[[ RECORDS TO PROCESS open ]]

//! Amount extraction from alert text
//!
//! Patterns are tried from most to least specific; within a pattern the
//! earliest match in the text wins. The first candidate that falls inside
//! the valid range `(0, max_amount]` is returned.

use std::sync::OnceLock;

use regex::Regex;

macro_rules! re {
    ($name:ident, $pat:expr) => {
        fn $name() -> &'static Regex {
            static R: OnceLock<Regex> = OnceLock::new();
            R.get_or_init(|| Regex::new($pat).expect("invalid regex"))
        }
    };
}

// Digits with optional western (1,234,567) or Indian (1,23,456) grouping.
re!(re_currency_prefixed,
    r"(?i)(?:\b(?:rs\.?|inr|usd|eur|gbp)|[₹$€£])\s*([0-9][0-9,]*(?:\.[0-9]{1,2})?)");
re!(re_amount_label,
    r"(?i)\bamount(?:\s*\((?:inr|usd|rs\.?)\))?\s*(?:of\s*)?[:\-]?\s*(?:rs\.?|inr|₹|\$)?\s*([0-9][0-9,]*(?:\.[0-9]{1,2})?)");
re!(re_debit_credit,
    r"(?i)\b(?:debited|credited|charged|spent|paid|deducted)\b(?:\s+(?:with|by|for|of))?\s*(?:rs\.?|inr|₹|\$)?\s*([0-9][0-9,]*(?:\.[0-9]{1,2})?)");
re!(re_bare_decimal,
    r"\b([0-9]{1,3}(?:,[0-9]{2,3})+\.[0-9]{2}|[0-9]+\.[0-9]{2})\b");
re!(re_bare_integer,
    r"\b([0-9]{1,8})\b");

/// Regex-driven amount extraction with range validation
#[derive(Debug, Clone, Copy)]
pub struct AmountParser {
    max_amount: f64,
}

impl Default for AmountParser {
    fn default() -> Self {
        Self::new(10_000_000.0)
    }
}

impl AmountParser {
    pub fn new(max_amount: f64) -> Self {
        Self { max_amount }
    }

    /// Extract the most plausible transaction amount from free text
    pub fn parse(&self, text: &str) -> Option<f64> {
        let patterns = [
            re_currency_prefixed(),
            re_amount_label(),
            re_debit_credit(),
            re_bare_decimal(),
            re_bare_integer(),
        ];

        patterns.iter().find_map(|re| {
            re.captures_iter(text)
                .filter_map(|caps| caps.get(1))
                .filter_map(|m| parse_number(m.as_str()))
                .find(|v| self.is_valid(*v))
        })
    }

    /// Strictly positive and not above the ceiling
    pub fn is_valid(&self, amount: f64) -> bool {
        amount.is_finite() && amount > 0.0 && amount <= self.max_amount
    }

    /// Validate a loosely formatted amount (e.g. `"Rs.1,299.00"` from a model answer).
    ///
    /// A plain number is taken as is. Otherwise the alert patterns run over the
    /// value, and as a last resort everything except digits and the decimal
    /// point is stripped, along with any leading point left by a currency prefix.
    pub fn sanitize(&self, raw: &str) -> Option<f64> {
        let value = parse_number(raw.trim())
            .or_else(|| self.parse(raw))
            .or_else(|| {
                let digits: String = raw
                    .chars()
                    .filter(|c| c.is_ascii_digit() || *c == '.')
                    .collect();
                digits.trim_start_matches('.').parse::<f64>().ok()
            })?;
        self.is_valid(value).then_some(value)
    }

    pub fn max_amount(&self) -> f64 {
        self.max_amount
    }
}

fn parse_number(raw: &str) -> Option<f64> {
    let cleaned = raw.trim_end_matches(',').replace(',', "");
    cleaned.parse::<f64>().ok()
}
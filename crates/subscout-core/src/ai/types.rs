//! Inference request/response types
//!
//! Backend-agnostic: every `InferenceBackend` speaks these.

use serde::{Deserialize, Serialize};
use serde_json::Value;

/// One asynchronous prediction job
#[derive(Debug, Clone, PartialEq, Serialize, Deserialize)]
pub struct PredictionRequest {
    pub prompt: String,
    pub system_prompt: String,
    pub max_tokens: u32,
    pub temperature: f32,
}

/// Outcome of polling a job once
#[derive(Debug, Clone, PartialEq)]
pub enum JobStatus {
    /// Queued, starting or still processing
    Pending(String),
    /// Finished; carries the model's output text
    Succeeded(String),
    /// Finished unsuccessfully (failed or canceled), with the service's error if any
    Failed(Option<String>),
}

impl JobStatus {
    /// Map a raw status string plus output onto a `JobStatus`.
    ///
    /// Anything other than `succeeded`/`failed`/`canceled` keeps the job pending.
    pub fn from_parts(status: &str, output: Option<String>, error: Option<String>) -> Self {
        match status {
            "succeeded" => Self::Succeeded(output.unwrap_or_default()),
            "failed" | "canceled" => Self::Failed(error),
            other => Self::Pending(other.to_string()),
        }
    }

    pub fn is_terminal(&self) -> bool {
        !matches!(self, Self::Pending(_))
    }
}

/// Structured analysis returned by the model.
///
/// Fields are loosely typed on purpose: models return amounts as `"₹499"`,
/// `499` or `"499.00"`, and confidences as `0.9` or `90`. The classifier
/// validates and converts them.
#[derive(Debug, Clone, Default, Deserialize)]
pub struct AiAnalysis {
    #[serde(default)]
    pub amount: Value,
    pub vendor: Option<String>,
    pub category: Option<String>,
    pub color: Option<String>,
    pub confidence: Option<f64>,
    #[serde(default)]
    pub is_subscription: bool,
    pub subscription_type: Option<String>,
    pub billing_cycle: Option<String>,
    pub service_logo: Option<String>,
    #[serde(default)]
    pub is_trial: bool,
    pub trial_reason: Option<String>,
}
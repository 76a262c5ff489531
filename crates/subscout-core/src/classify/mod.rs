//! Transaction classification
//!
//! Two stages behind one entry point: the AI stage (when an inference
//! client is configured) and the rule-based stage. An AI failure of any
//! kind is logged and answered by the heuristic stage with the same input,
//! so callers always get a `Transaction`.

pub mod ai;
pub mod heuristic;
pub mod trial;

use std::sync::Arc;

use chrono::NaiveDate;
use tracing::{debug, warn};

use crate::ai::InferenceClient;
use crate::amount::AmountParser;
use crate::banks::identify_bank;
use crate::colors::{CategoryColorRegistry, VendorCache};
use crate::config::PipelineConfig;
use crate::extract::plain_text;
use crate::models::{Message, Transaction};

pub use ai::{AiClassifier, ClassificationFailure};
pub use heuristic::HeuristicClassifier;
pub use trial::TrialPolicy;

/// Upper bound on body text handed to the classifiers
pub const MAX_BODY_CHARS: usize = 10_000;

/// What both stages classify
#[derive(Debug, Clone, PartialEq)]
pub struct ClassificationInput {
    pub message_id: String,
    pub subject: String,
    pub body: String,
    pub bank: String,
    pub date: Option<NaiveDate>,
}

impl ClassificationInput {
    /// Plain-text view of a fetched message, attributed to its bank
    pub fn from_message(message: &Message) -> Self {
        Self {
            message_id: message.id.clone(),
            subject: message.subject.clone(),
            body: plain_text(&message.body, MAX_BODY_CHARS),
            bank: identify_bank(&message.sender).to_string(),
            date: message.date.map(|d| d.date_naive()),
        }
    }
}

/// AI-first classifier with heuristic fallback
#[derive(Debug, Clone)]
pub struct TransactionClassifier {
    ai: Option<AiClassifier>,
    heuristic: HeuristicClassifier,
    colors: Arc<CategoryColorRegistry>,
    vendors: Arc<VendorCache>,
}

impl TransactionClassifier {
    /// Build both stages over shared color/vendor state.
    ///
    /// With `client == None` only the heuristic stage runs.
    pub fn new(
        config: &PipelineConfig,
        client: Option<InferenceClient>,
        colors: Arc<CategoryColorRegistry>,
        vendors: Arc<VendorCache>,
    ) -> Self {
        let amounts = AmountParser::new(config.max_amount);
        let trial = TrialPolicy::new(config.trial_threshold);
        let ai = client.map(|client| {
            AiClassifier::new(
                client,
                config.inference.clone(),
                amounts,
                trial,
                colors.clone(),
                vendors.clone(),
            )
        });
        Self {
            ai,
            heuristic: HeuristicClassifier::new(amounts, trial, colors.clone()),
            colors,
            vendors,
        }
    }

    /// Heuristic-only classifier with fresh shared state
    pub fn heuristic_only(config: &PipelineConfig) -> Self {
        Self::new(
            config,
            None,
            Arc::new(CategoryColorRegistry::new()),
            Arc::new(VendorCache::new()),
        )
    }

    pub fn has_ai(&self) -> bool {
        self.ai.is_some()
    }

    pub fn colors(&self) -> &Arc<CategoryColorRegistry> {
        &self.colors
    }

    pub fn vendors(&self) -> &Arc<VendorCache> {
        &self.vendors
    }

    pub async fn classify(&self, input: &ClassificationInput) -> Transaction {
        if let Some(ai) = &self.ai {
            match ai.classify(input).await {
                Ok(tx) => return tx,
                Err(e) => {
                    warn!(message_id = %input.message_id, error = %e, "AI classification failed, using heuristic fallback");
                }
            }
        }
        self.classify_offline(input)
    }

    /// Heuristic stage only, reusing what the AI stage learned about the vendor this run
    pub fn classify_offline(&self, input: &ClassificationInput) -> Transaction {
        let mut tx = self.heuristic.classify(input);
        if let Some(info) = self.vendors.lookup(&tx.merchant) {
            debug!(merchant = %tx.merchant, category = %info.category, "Applying cached vendor info");
            tx.category = info.category;
            tx.color = info.color;
            if tx.is_subscription {
                tx.subscription_type = info.subscription_type.or(tx.subscription_type);
            }
            if tx.service_logo.is_none() {
                tx.service_logo = info.service_logo;
            }
        }
        tx
    }
}

#[cfg(test)]
mod tests {
    use super::*;
    use crate::ai::MockBackend;
    use crate::colors::VendorInfo;
    use crate::models::{ClassificationSource, SubscriptionType};
    use chrono::{TimeZone, Utc};

    fn fast_config() -> PipelineConfig {
        let mut config = PipelineConfig::default();
        config.inference.poll_interval_secs = 0;
        config.inference.max_poll_attempts = 2;
        config
    }

    fn input(subject: &str, body: &str) -> ClassificationInput {
        ClassificationInput {
            message_id: "1".into(),
            subject: subject.into(),
            body: body.into(),
            bank: "State Bank of India".into(),
            date: None,
        }
    }

    fn with_mock(mock: MockBackend) -> TransactionClassifier {
        TransactionClassifier::new(
            &fast_config(),
            Some(InferenceClient::Mock(mock)),
            Arc::new(CategoryColorRegistry::new()),
            Arc::new(VendorCache::new()),
        )
    }

    #[tokio::test]
    async fn test_ai_success_is_used() {
        let classifier = with_mock(MockBackend::new());
        let tx = classifier
            .classify(&input("Spotify Premium", "Rs 119.00 debited"))
            .await;
        assert_eq!(tx.source, ClassificationSource::Ai);
        assert_eq!(tx.confidence, 90);
    }

    #[tokio::test]
    async fn test_submit_failure_falls_back_to_heuristic() {
        let classifier = with_mock(MockBackend::failing_submit());
        let tx = classifier
            .classify(&input("Netflix trial", "Amount: 5.00"))
            .await;
        assert_eq!(tx.source, ClassificationSource::Heuristic);
        assert!(tx.confidence <= heuristic::MAX_HEURISTIC_CONFIDENCE);
        assert!(tx.is_trial);
        assert_eq!(tx.category, "Video Streaming");
    }

    #[tokio::test]
    async fn test_every_ai_failure_mode_falls_back() {
        for mock in [
            MockBackend::with_status(crate::ai::JobStatus::Failed(Some("boom".into()))),
            MockBackend::with_status(crate::ai::JobStatus::Pending("starting".into())),
            MockBackend::with_output("not json at all"),
            MockBackend::with_output(r#"{"vendor": "x"}"#),
        ] {
            let tx = with_mock(mock).classify(&input("Alert", "Rs 250 at Cafe")).await;
            assert_eq!(tx.source, ClassificationSource::Heuristic);
        }
    }

    #[tokio::test]
    async fn test_no_client_is_heuristic_only() {
        let classifier = TransactionClassifier::heuristic_only(&PipelineConfig::default());
        assert!(!classifier.has_ai());
        let tx = classifier.classify(&input("Alert", "Rs 250 paid to Zomato")).await;
        assert_eq!(tx.source, ClassificationSource::Heuristic);
    }

    #[test]
    fn test_vendor_cache_applied_on_fallback() {
        let classifier = TransactionClassifier::heuristic_only(&PipelineConfig::default());
        classifier.vendors().record(
            "Acme Streaming Co",
            VendorInfo {
                category: "Video Streaming".into(),
                color: "#123456".into(),
                subscription_type: Some(SubscriptionType::Streaming),
                service_logo: Some("🎬".into()),
            },
        );
        let tx = classifier.classify_offline(&input(
            "Monthly subscription",
            "Rs 299 paid to Acme Streaming Co",
        ));
        assert_eq!(tx.merchant, "Acme Streaming Co");
        assert_eq!(tx.category, "Video Streaming");
        assert_eq!(tx.color, "#123456");
        assert_eq!(tx.subscription_type, Some(SubscriptionType::Streaming));
        assert_eq!(tx.service_logo.as_deref(), Some("🎬"));
    }

    #[test]
    fn test_input_from_message() {
        let message = Message {
            id: "42".into(),
            sender: "SBI <donotreply.sbiatm@alerts.sbi.co.in>".into(),
            subject: "Transaction alert".into(),
            date: Some(Utc.with_ymd_and_hms(2024, 3, 5, 10, 0, 0).unwrap()),
            body: "<p>Rs 500   debited</p>".into(),
        };
        let input = ClassificationInput::from_message(&message);
        assert_eq!(input.bank, "State Bank of India");
        assert_eq!(input.date, NaiveDate::from_ymd_opt(2024, 3, 5));
        assert!(!input.body.contains("<p>"));
    }
}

[[ RECORDS TO PROCESS closed ]]

== GOAL OF THE EXERCISE ==
If a line in the listing has "InferenceClient" in it, report that line.

== EXERCISE RESPONSE ==
use crate::ai::InferenceClient;
        client: Option<InferenceClient>,
            Some(InferenceClient::Mock(mock)),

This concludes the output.